* About this task
Output the listing below, keeping each line exactly as it stands.

* Raw data
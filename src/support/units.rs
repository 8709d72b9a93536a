//! Extensions to [`uom`] for Kelvin-equivalent energies.
//!
//! Rotational spectroscopy commonly quotes energies divided by the Boltzmann
//! constant, so that a level energy reads directly in Kelvin and compares
//! against temperature without conversion. This crate represents such
//! energies as [`TemperatureInterval`] values.
//!
//! The [`KelvinEnergy`] trait converts between those and absolute [`Energy`]:
//!
//! ```
//! use rotor_models::support::units::KelvinEnergy;
//! use uom::si::{
//!     energy::joule,
//!     f64::TemperatureInterval,
//!     temperature_interval::kelvin,
//! };
//!
//! let e = TemperatureInterval::new::<kelvin>(1.0);
//! assert_eq!(e.to_energy().get::<joule>(), 1.380649e-23);
//! ```

use uom::si::{
    energy::joule,
    f64::{Energy, TemperatureInterval},
    temperature_interval::kelvin as delta_kelvin,
};

/// Boltzmann constant in J/K (exact in the 2019 SI).
pub const BOLTZMANN_CONSTANT: f64 = 1.380649e-23;

/// Conversion between Kelvin-equivalent energies and absolute energies.
pub trait KelvinEnergy {
    /// Returns the absolute energy `k_B · self`.
    fn to_energy(self) -> Energy;

    /// Returns the Kelvin-equivalent energy `energy / k_B`.
    fn from_energy(energy: Energy) -> Self;
}

impl KelvinEnergy for TemperatureInterval {
    fn to_energy(self) -> Energy {
        Energy::new::<joule>(BOLTZMANN_CONSTANT * self.get::<delta_kelvin>())
    }

    fn from_energy(energy: Energy) -> Self {
        TemperatureInterval::new::<delta_kelvin>(energy.get::<joule>() / BOLTZMANN_CONSTANT)
    }
}

#[cfg(test)]
mod tests {
    use super::*;

    use approx::assert_relative_eq;
    use uom::si::energy::{electronvolt, joule};

    #[test]
    fn kelvin_to_joule() {
        let e = TemperatureInterval::new::<delta_kelvin>(87.567467);
        assert_relative_eq!(e.to_energy().get::<joule>(), 87.567467 * 1.380649e-23);
    }

    #[test]
    fn electronvolt_to_kelvin() {
        // 1 eV corresponds to about 11604.518 K.
        let e = Energy::new::<electronvolt>(1.0);
        assert_relative_eq!(
            TemperatureInterval::from_energy(e).get::<delta_kelvin>(),
            11_604.518,
            max_relative = 1e-7
        );
    }
}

* Written response
filename src/support/units.rs
repository 8709d72b9a93536a
//! Extensions to [`uom`] for Kelvin-equivalent energies.
//!
//! Rotational spectroscopy commonly quotes energies divided by the Boltzmann
//! constant, so that a level energy reads directly in Kelvin and compares
//! against temperature without conversion. This crate represents such
//! energies as [`TemperatureInterval`] values.
//!
//! The [`KelvinEnergy`] trait converts between those and absolute [`Energy`]:
//!
//! ```
//! use rotor_models::support::units::KelvinEnergy;
//! use uom::si::{
//!     energy::joule,
//!     f64::TemperatureInterval,
//!     temperature_interval::kelvin,
//! };
//!
//! let e = TemperatureInterval::new::<kelvin>(1.0);
//! assert_eq!(e.to_energy().get::<joule>(), 1.380649e-23);
//! ```

use uom::si::{
    energy::joule,
    f64::{Energy, TemperatureInterval},
    temperature_interval::kelvin as delta_kelvin,
};

/// Boltzmann constant in J/K (exact in the 2019 SI).
pub const BOLTZMANN_CONSTANT: f64 = 1.380649e-23;

/// Conversion between Kelvin-equivalent energies and absolute energies.
pub trait KelvinEnergy {
    /// Returns the absolute energy `k_B · self`.
    fn to_energy(self) -> Energy;

    /// Returns the Kelvin-equivalent energy `energy / k_B`.
    fn from_energy(energy: Energy) -> Self;
}

impl KelvinEnergy for TemperatureInterval {
    fn to_energy(self) -> Energy {
        Energy::new::<joule>(BOLTZMANN_CONSTANT * self.get::<delta_kelvin>())
    }

    fn from_energy(energy: Energy) -> Self {
        TemperatureInterval::new::<delta_kelvin>(energy.get::<joule>() / BOLTZMANN_CONSTANT)
    }
}

#[cfg(test)]
mod tests {
    use super::*;

    use approx::assert_relative_eq;
    use uom::si::energy::{electronvolt, joule};

    #[test]
    fn kelvin_to_joule() {
        let e = TemperatureInterval::new::<delta_kelvin>(87.567467);
        assert_relative_eq!(e.to_energy().get::<joule>(), 87.567467 * 1.380649e-23);
    }

    #[test]
    fn electronvolt_to_kelvin() {
        // 1 eV corresponds to about 11604.518 K.
        let e = Energy::new::<electronvolt>(1.0);
        assert_relative_eq!(
            TemperatureInterval::from_energy(e).get::<delta_kelvin>(),
            11_604.518,
            max_relative = 1e-7
        );
    }
}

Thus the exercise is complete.